家康拡張の時代。三河物語 三方原の惨敗

狙うは今川家の遠江、駿河

国内の一向一揆を平定した家康。これで領土拡大の準備が整いました。

家康の統治する三河は西に織田信長、東に今川家、北に武田という大変な場所に位置します。それぞれと敵対しようものなら、一瞬でその領地を奪われる。ので、戦国の武将は提携などをして互いの領地を攻め込まない約束を取り付けます。

ので、家康は西の織田信長と北の武田と早くに手を結び今川家狩りを進めていきます。

浜名湖

二世がもう少ししっかりしていれば

父を亡くした今川家の当主。名前は忘れましたが、家康が独立の動きした時に、早々にたたきに言っていれば歴史は大きく変わっていたのでしょう。

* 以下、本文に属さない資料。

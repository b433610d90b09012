// SPDX-License-Identifier: AGPL-3.0-or-later
// Copyright (c) 2023, 2025 lacklustr@protonmail.com https://github.com/eadf
// This file is part of the viewmap crate.

//! Stateless, config driven queries over a view map.
//!
//! Every command reads its parameters from a string map and answers with a string map. The
//! `"command"` key selects the query. Curves are given either as `"view_edge"`, the index of one
//! view edge, or as `"chain"`, a comma separated list of view edge indices where a leading `-`
//! traverses the edge from `B` to `A`.

mod impls;

use crate::{
    ViewMapError,
    chain::{Chain, ChainLink, chain_view_edges},
    functions::{
        Interface1D, IntegrationType, UnaryFunction1D,
        functions0d::{
            GetProjectedXF0D, GetProjectedYF0D, GetProjectedZF0D, GetXF0D, GetYF0D, GetZF0D,
            QuantitativeInvisibilityF0D,
        },
        functions1d::{GetOccludeeF1D, GetOccludersF1D, GetShapeF1D, QuantitativeInvisibilityF1D},
        integrate,
    },
    id::Id,
    stroke::Stroke,
    view_map::{ViewEdgeId, ViewMap, ViewShapeId, ViewVertexId},
};
use log::{debug, warn};
use std::{collections::HashMap, iter::successors, str::FromStr, time::Instant};

pub(crate) trait Options {
    /// Will return an option parsed as a `T` or an Err
    fn get_mandatory_parsed_option<T: FromStr>(
        &self,
        key: &str,
        default: Option<T>,
    ) -> Result<T, ViewMapError>;

    /// Will return an option parsed as a `T` or None.
    /// If the option is missing None is returned, if it there but if it can't be parsed an error
    /// will be returned.
    fn get_parsed_option<T: FromStr>(&self, key: &str) -> Result<Option<T>, ViewMapError>;

    /// Returns the &str value of an option, or an Err is it does not exists
    fn get_mandatory_option(&self, key: &str) -> Result<&str, ViewMapError>;

    /// Returns true if the option exists
    fn does_option_exist(&self, key: &str) -> Result<bool, ViewMapError>;
}

pub type ConfigType = HashMap<String, String>;

/// The scalar 0D functions that can be integrated through the `"integrate"` command
#[derive(Clone, Copy, Debug, PartialEq, Eq)]
enum ScalarFunction {
    X,
    Y,
    Z,
    ProjectedX,
    ProjectedY,
    ProjectedZ,
    Qi,
}

impl FromStr for ScalarFunction {
    type Err = ViewMapError;

    fn from_str(s: &str) -> Result<Self, Self::Err> {
        Ok(match s {
            "x" => ScalarFunction::X,
            "y" => ScalarFunction::Y,
            "z" => ScalarFunction::Z,
            "projected_x" => ScalarFunction::ProjectedX,
            "projected_y" => ScalarFunction::ProjectedY,
            "projected_z" => ScalarFunction::ProjectedZ,
            "qi" => ScalarFunction::Qi,
            _ => {
                return Err(ViewMapError::InvalidParameter(format!(
                    "unknown function: {s}"
                )));
            }
        })
    }
}

/// The curve a command operates on
enum Curve {
    ViewEdge(ViewEdgeId),
    Chain(Chain),
}

impl Curve {
    fn from_config(map: &ViewMap, config: &ConfigType) -> Result<Self, ViewMapError> {
        if !config.does_option_exist("chain")? {
            let index: usize = config.get_mandatory_parsed_option("view_edge", None)?;
            let edge = ViewEdgeId::new(index);
            let _ = map.view_edge(edge)?;
            return Ok(Curve::ViewEdge(edge));
        }
        let mut chain = Chain::new(Id::default());
        for token in config.get_mandatory_option("chain")?.split(',') {
            let token = token.trim();
            let (forward, index) = match token.strip_prefix('-') {
                Some(index) => (false, index),
                None => (true, token),
            };
            let index: usize = index.parse().map_err(|_| {
                ViewMapError::InvalidParameter(format!("Invalid chain link: {{\"{token}\"}}"))
            })?;
            chain.push(map, ChainLink::new(ViewEdgeId::new(index), forward))?;
        }
        Ok(Curve::Chain(chain))
    }

    fn interface(&self) -> Interface1D<'_> {
        match self {
            Curve::ViewEdge(edge) => Interface1D::ViewEdge(*edge),
            Curve::Chain(chain) => Interface1D::Chain(chain),
        }
    }
}

/// Lists shapes as comma separated indices under `key` and as names under `{key}_names`
fn insert_shapes(
    map: &ViewMap,
    rv: &mut ConfigType,
    key: &str,
    shapes: &[ViewShapeId],
) -> Result<(), ViewMapError> {
    let indices: Vec<String> = shapes.iter().map(|s| s.index().to_string()).collect();
    let mut names = Vec::with_capacity(shapes.len());
    for shape in shapes {
        names.push(map.shape(*shape)?.name());
    }
    let _ = rv.insert(key.to_string(), indices.join(","));
    let _ = rv.insert(format!("{key}_names"), names.join(","));
    Ok(())
}

fn encode_links(links: &[ChainLink]) -> String {
    links
        .iter()
        .map(|l| {
            if l.forward {
                l.edge.index().to_string()
            } else {
                format!("-{}", l.edge.index())
            }
        })
        .collect::<Vec<_>>()
        .join(",")
}

fn integrate_scalar(
    map: &ViewMap,
    inter: &Interface1D<'_>,
    function: ScalarFunction,
    integration: IntegrationType,
) -> Result<f64, ViewMapError> {
    match function {
        ScalarFunction::X => integrate(&GetXF0D, map, inter, integration),
        ScalarFunction::Y => integrate(&GetYF0D, map, inter, integration),
        ScalarFunction::Z => integrate(&GetZF0D, map, inter, integration),
        ScalarFunction::ProjectedX => integrate(&GetProjectedXF0D, map, inter, integration),
        ScalarFunction::ProjectedY => integrate(&GetProjectedYF0D, map, inter, integration),
        ScalarFunction::ProjectedZ => integrate(&GetProjectedZF0D, map, inter, integration),
        ScalarFunction::Qi => integrate(&QuantitativeInvisibilityF0D, map, inter, integration),
    }
}

/// This is the main entry point, all commands will be routed through this API
pub fn process_command(map: &ViewMap, config: ConfigType) -> Result<ConfigType, ViewMapError> {
    let command = config.get_mandatory_option("command")?;
    debug!("process_command: {command}");
    let integration = config
        .get_parsed_option::<IntegrationType>("integration")?
        .unwrap_or_default();
    let mut rv = ConfigType::new();

    match command {
        "get_occluders" => {
            let curve = Curve::from_config(map, &config)?;
            let shapes = GetOccludersF1D.evaluate(map, &curve.interface())?;
            insert_shapes(map, &mut rv, "occluders", &shapes)?;
        }
        "get_shape" => {
            let curve = Curve::from_config(map, &config)?;
            let shapes = GetShapeF1D.evaluate(map, &curve.interface())?;
            insert_shapes(map, &mut rv, "shapes", &shapes)?;
        }
        "get_occludee" => {
            let curve = Curve::from_config(map, &config)?;
            let shapes = GetOccludeeF1D.evaluate(map, &curve.interface())?;
            insert_shapes(map, &mut rv, "occludees", &shapes)?;
        }
        "quantitative_invisibility" => {
            let curve = Curve::from_config(map, &config)?;
            let qi = QuantitativeInvisibilityF1D::new(integration)
                .evaluate(map, &curve.interface())?;
            let _ = rv.insert("qi".to_string(), qi.to_string());
        }
        "integrate" => {
            let curve = Curve::from_config(map, &config)?;
            let function: ScalarFunction = config.get_mandatory_parsed_option("function", None)?;
            let value = integrate_scalar(map, &curve.interface(), function, integration)?;
            let _ = rv.insert("value".to_string(), value.to_string());
        }
        "tvertex_mate" => {
            let vertex: usize = config.get_mandatory_parsed_option("tvertex", None)?;
            let edge: usize = config.get_mandatory_parsed_option("view_edge", None)?;
            let tvertex = map.tvertex(ViewVertexId::new(vertex))?;
            if let Some(mate) = tvertex.mate(ViewEdgeId::new(edge)) {
                let _ = rv.insert("mate".to_string(), mate.index().to_string());
            }
        }
        "stroke_length" => {
            let stroke = match Curve::from_config(map, &config)? {
                Curve::ViewEdge(edge) => Stroke::from_view_edge(map, edge)?,
                Curve::Chain(chain) => Stroke::from_chain(map, &chain)?,
            };
            let _ = rv.insert("length".to_string(), stroke.length().to_string());
            let _ = rv.insert("vertex_count".to_string(), stroke.len().to_string());
        }
        "chain_view_edges" => {
            let max_qi = config.get_mandatory_parsed_option::<u32>("max_qi", Some(u32::MAX))?;
            let chains = chain_view_edges(map, |e| e.qi() <= max_qi)?;
            for (n, chain) in chains.iter().enumerate() {
                let _ = rv.insert(format!("chain_{n}"), encode_links(chain.links()));
            }
            let _ = rv.insert("chain_count".to_string(), chains.len().to_string());
        }
        illegal_command => {
            return Err(ViewMapError::InvalidParameter(format!(
                "Invalid command:{illegal_command}"
            )));
        }
    }
    Ok(rv)
}

/// Converts any Err object into a response map with a single `"ERROR"` key.
pub fn process_command_error_handler(map: &ViewMap, config: ConfigType) -> ConfigType {
    let start = Instant::now();
    let rv = match process_command(map, config) {
        Ok(rv) => rv,
        Err(err) => {
            warn!("{err:?}");
            for cause in successors(Some(&err as &dyn std::error::Error), |e| e.source()).skip(1)
            {
                warn!("Caused by: {cause:?}");
            }
            let mut config = ConfigType::new();
            let _ = config.insert("ERROR".to_string(), err.to_string());
            config
        }
    };
    debug!(
        "Time elapsed in process_command() was {:?}",
        start.elapsed()
    );
    rv
}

が、お家騒動が勃発して戦どころではないという状況。この騒動を収束に向かわせる頃には、家康に攻められていたというのが実情でしょう。

骨のある武将は何人かいたのに、本当に惜しいことをしました。

で、家康は順調に遠江、駿河を攻略していきましたが、これを面白く思わなかったのが武田信玄。

互いに攻めこないという約束していたのに、彼自らこの約束を破り、三河の領地に兵を進めてきます。

浜松城

当代随一の武将、武田軍

自分の死期が近いこと察していたのでしょうか、ものすごい勢いで進軍を進めます。とは言うものの、慎重な信玄だけに勢いだけでなく緻密に計算されたもの。三河の上から、駿河の上から兵を送り込み、家康軍の兵力を分散。んで、三河と遠江の分断を狙い、その境界線の城を次々と攻めていきます。

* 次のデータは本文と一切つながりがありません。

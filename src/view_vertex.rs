// SPDX-License-Identifier: AGPL-3.0-or-later
// Copyright (c) 2025 lacklustr@protonmail.com https://github.com/eadf
// This file is part of the viewmap crate.

//! Nodes of the view graph.
//!
//! A [`ViewVertex`] is either a [`NonTVertex`], wrapping a single SVertex where view edges
//! meet, or a [`TVertex`], the apparent crossing of two projected edges where one hides the
//! other.

#[cfg(test)]
mod tests;

use crate::{
    id::Id,
    nature::Nature,
    view_map::{FEdgeId, SVertexId, ViewEdgeId, ViewMap},
};
use smallvec::SmallVec;

/// A view edge seen from a view vertex. `incoming` is true when the edge ends at the vertex.
#[derive(Clone, Copy, Debug, PartialEq, Eq, Hash)]
pub struct DirectedViewEdge {
    pub edge: ViewEdgeId,
    pub incoming: bool,
}

impl DirectedViewEdge {
    pub fn new(edge: ViewEdgeId, incoming: bool) -> Self {
        Self { edge, incoming }
    }

    pub fn incoming(edge: ViewEdgeId) -> Self {
        Self::new(edge, true)
    }

    pub fn outgoing(edge: ViewEdgeId) -> Self {
        Self::new(edge, false)
    }
}

/// A view vertex wrapping exactly one SVertex.
#[derive(Clone, Debug, PartialEq)]
pub struct NonTVertex {
    id: Id,
    svertex: SVertexId,
    edges: SmallVec<[DirectedViewEdge; 4]>,
}

impl NonTVertex {
    pub fn new(id: Id, svertex: SVertexId) -> Self {
        Self {
            id,
            svertex,
            edges: SmallVec::new(),
        }
    }

    #[inline(always)]
    pub fn id(&self) -> Id {
        self.id
    }

    pub fn set_id(&mut self, id: Id) {
        self.id = id
    }

    #[inline(always)]
    pub fn svertex(&self) -> SVertexId {
        self.svertex
    }

    pub fn set_svertex(&mut self, svertex: SVertexId) {
        self.svertex = svertex
    }

    /// The incident view edges in insertion order
    pub fn edges(&self) -> &[DirectedViewEdge] {
        &self.edges
    }

    /// Adds an incident edge, returns false if it was already registered
    pub fn add_edge(&mut self, edge: DirectedViewEdge) -> bool {
        if self.edges.contains(&edge) {
            return false;
        }
        self.edges.push(edge);
        true
    }
}

/// A T-junction: the apparent crossing of two projected edges.
///
/// The front edge pair (`front_edge_a`, `front_edge_b`) hides part of the back edge pair. The two
/// back edges are the halves of a split edge and carry the invisibilities `N` and `N+1`. The
/// vertex refers to two SVertices that coincide in 2D: `front_svertex`, closer to the viewpoint,
/// and `back_svertex`, farther away. It does not own them.
#[derive(Clone, Debug, Default, PartialEq)]
pub struct TVertex {
    id: Id,
    front_svertex: Option<SVertexId>,
    back_svertex: Option<SVertexId>,
    front_edge_a: Option<DirectedViewEdge>,
    front_edge_b: Option<DirectedViewEdge>,
    back_edge_a: Option<DirectedViewEdge>,
    back_edge_b: Option<DirectedViewEdge>,
}

impl TVertex {
    pub fn new() -> Self {
        Self::default()
    }

    /// Returns a copy of the id
    #[inline(always)]
    pub fn id(&self) -> Id {
        self.id
    }

    pub fn set_id(&mut self, id: Id) {
        self.id = id
    }

    #[inline(always)]
    pub fn front_svertex(&self) -> Option<SVertexId> {
        self.front_svertex
    }

    pub fn set_front_svertex(&mut self, svertex: SVertexId) {
        self.front_svertex = Some(svertex)
    }

    #[inline(always)]
    pub fn back_svertex(&self) -> Option<SVertexId> {
        self.back_svertex
    }

    pub fn set_back_svertex(&mut self, svertex: SVertexId) {
        self.back_svertex = Some(svertex)
    }

    pub fn front_edge_a(&self) -> Option<DirectedViewEdge> {
        self.front_edge_a
    }

    pub fn front_edge_b(&self) -> Option<DirectedViewEdge> {
        self.front_edge_b
    }

    pub fn back_edge_a(&self) -> Option<DirectedViewEdge> {
        self.back_edge_a
    }

    pub fn back_edge_b(&self) -> Option<DirectedViewEdge> {
        self.back_edge_b
    }

    pub fn set_front_edge_a(&mut self, edge: DirectedViewEdge) {
        self.front_edge_a = Some(edge)
    }

    pub fn set_front_edge_b(&mut self, edge: DirectedViewEdge) {
        self.front_edge_b = Some(edge)
    }

    pub fn set_back_edge_a(&mut self, edge: DirectedViewEdge) {
        self.back_edge_a = Some(edge)
    }

    pub fn set_back_edge_b(&mut self, edge: DirectedViewEdge) {
        self.back_edge_b = Some(edge)
    }

    /// The four slots in canonical order: front A, front B, back A, back B
    fn slots(&self) -> [Option<DirectedViewEdge>; 4] {
        [
            self.front_edge_a,
            self.front_edge_b,
            self.back_edge_a,
            self.back_edge_b,
        ]
    }

    /// The set edges in canonical order `[front A, front B, back A, back B]`
    pub fn edges(&self) -> SmallVec<[DirectedViewEdge; 4]> {
        self.slots().into_iter().flatten().collect()
    }

    pub fn is_front_edge(&self, edge: ViewEdgeId) -> bool {
        [self.front_edge_a, self.front_edge_b]
            .iter()
            .flatten()
            .any(|d| d.edge == edge)
    }

    pub fn is_back_edge(&self, edge: ViewEdgeId) -> bool {
        [self.back_edge_a, self.back_edge_b]
            .iter()
            .flatten()
            .any(|d| d.edge == edge)
    }

    /// Returns the partner of `edge` within its pair: front A <-> front B, back A <-> back B.
    /// Returns None if `edge` is none of the four edges.
    pub fn mate(&self, edge: ViewEdgeId) -> Option<ViewEdgeId> {
        let is = |slot: Option<DirectedViewEdge>| slot.is_some_and(|d| d.edge == edge);
        let partner = if is(self.front_edge_a) {
            self.front_edge_b
        } else if is(self.front_edge_b) {
            self.front_edge_a
        } else if is(self.back_edge_a) {
            self.back_edge_b
        } else if is(self.back_edge_b) {
            self.back_edge_a
        } else {
            None
        };
        partner.map(|d| d.edge)
    }

    /// Returns the SVertex (front or back) belonging to `fedge`.
    ///
    /// The choice follows the view edge owning the FEdge: a front view edge maps to
    /// `front_svertex`, a back view edge to `back_svertex`. Any other FEdge, including handles
    /// unknown to `map`, yields None.
    pub fn get_svertex(&self, map: &ViewMap, fedge: FEdgeId) -> Option<SVertexId> {
        let view_edge = map.fedge(fedge).ok()?.view_edge();
        if self.is_front_edge(view_edge) {
            self.front_svertex
        } else if self.is_back_edge(view_edge) {
            self.back_svertex
        } else {
            None
        }
    }

    /// Replaces every slot referring to `old` with `new`, keeping the direction.
    /// Returns true if any slot was changed.
    pub fn replace_edge(&mut self, old: ViewEdgeId, new: ViewEdgeId) -> bool {
        let mut changed = false;
        for slot in [
            &mut self.front_edge_a,
            &mut self.front_edge_b,
            &mut self.back_edge_a,
            &mut self.back_edge_b,
        ] {
            if let Some(d) = slot {
                if d.edge == old {
                    d.edge = new;
                    changed = true;
                }
            }
        }
        changed
    }
}

/// A node of the view graph.
#[derive(Clone, Debug, PartialEq)]
pub enum ViewVertex {
    NonT(NonTVertex),
    T(TVertex),
}

impl ViewVertex {
    pub fn id(&self) -> Id {
        match self {
            ViewVertex::NonT(v) => v.id(),
            ViewVertex::T(v) => v.id(),
        }
    }

    pub fn set_id(&mut self, id: Id) {
        match self {
            ViewVertex::NonT(v) => v.set_id(id),
            ViewVertex::T(v) => v.set_id(id),
        }
    }

    pub fn nature(&self) -> Nature {
        match self {
            ViewVertex::NonT(_) => Nature::S_VERTEX | Nature::VIEW_VERTEX | Nature::NON_T_VERTEX,
            ViewVertex::T(_) => Nature::S_VERTEX | Nature::VIEW_VERTEX | Nature::T_VERTEX,
        }
    }

    /// The incident view edges. For a TVertex the order is
    /// `[front A, front B, back A, back B]`, for a NonTVertex it is insertion order.
    pub fn incident_edges(&self) -> SmallVec<[DirectedViewEdge; 4]> {
        match self {
            ViewVertex::NonT(v) => v.edges().iter().copied().collect(),
            ViewVertex::T(v) => v.edges(),
        }
    }

    /// The SVertex representing this node in 2D; the front SVertex for a TVertex
    pub fn svertex(&self) -> Option<SVertexId> {
        match self {
            ViewVertex::NonT(v) => Some(v.svertex()),
            ViewVertex::T(v) => v.front_svertex(),
        }
    }

    pub fn is_tvertex(&self) -> bool {
        matches!(self, ViewVertex::T(_))
    }

    pub fn as_tvertex(&self) -> Option<&TVertex> {
        match self {
            ViewVertex::T(v) => Some(v),
            ViewVertex::NonT(_) => None,
        }
    }

    pub fn as_tvertex_mut(&mut self) -> Option<&mut TVertex> {
        match self {
            ViewVertex::T(v) => Some(v),
            ViewVertex::NonT(_) => None,
        }
    }

    pub fn as_non_tvertex(&self) -> Option<&NonTVertex> {
        match self {
            ViewVertex::NonT(v) => Some(v),
            ViewVertex::T(_) => None,
        }
    }

    pub fn as_non_tvertex_mut(&mut self) -> Option<&mut NonTVertex> {
        match self {
            ViewVertex::NonT(v) => Some(v),
            ViewVertex::T(_) => None,
        }
    }
}

impl From<TVertex> for ViewVertex {
    fn from(v: TVertex) -> Self {
        ViewVertex::T(v)
    }
}

impl From<NonTVertex> for ViewVertex {
    fn from(v: NonTVertex) -> Self {
        ViewVertex::NonT(v)
    }
}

信玄は駿河の上から攻めて、西に向かうルートを取るのですが、その際に徳川軍とガチンコ対決が起きます。

武田信玄

三方原の惨敗

そもそも信玄は、家康との一戦は考えていなかった様子。とにかく西に向かう事を急いでいたのに、家康側はウチの庭を無断で通るとは何事かという訳で、籠城をせずに城を出て野戦を挑みます。

これが不運とでも言いましょうか、野戦とくれば当時の武田軍は敵なし状態。三河武士もとにかく強いと評判でも全く歯が立たず大惨敗を喫します。

ただ、この一戦で負けは、家康軍にとっての成長をさらに促したことは確か。その後の負けな戦に大きく影響を与えたことは間違いありません。

まさかの信玄死去

これで信玄を止める武将はいなくなり、いよいよ織田信長と一戦交えるかという時に、野田城の足止め作戦が功を奏し、一戦することなく武田軍は地元にお帰りになるのです。

持っている人はやっぱり違うなと思いましたね。歴史が家康に味方してくれるのだと。

そして、信玄を亡くした武田軍と再び相まみえることになり、家康の進撃もまた始まる訳です。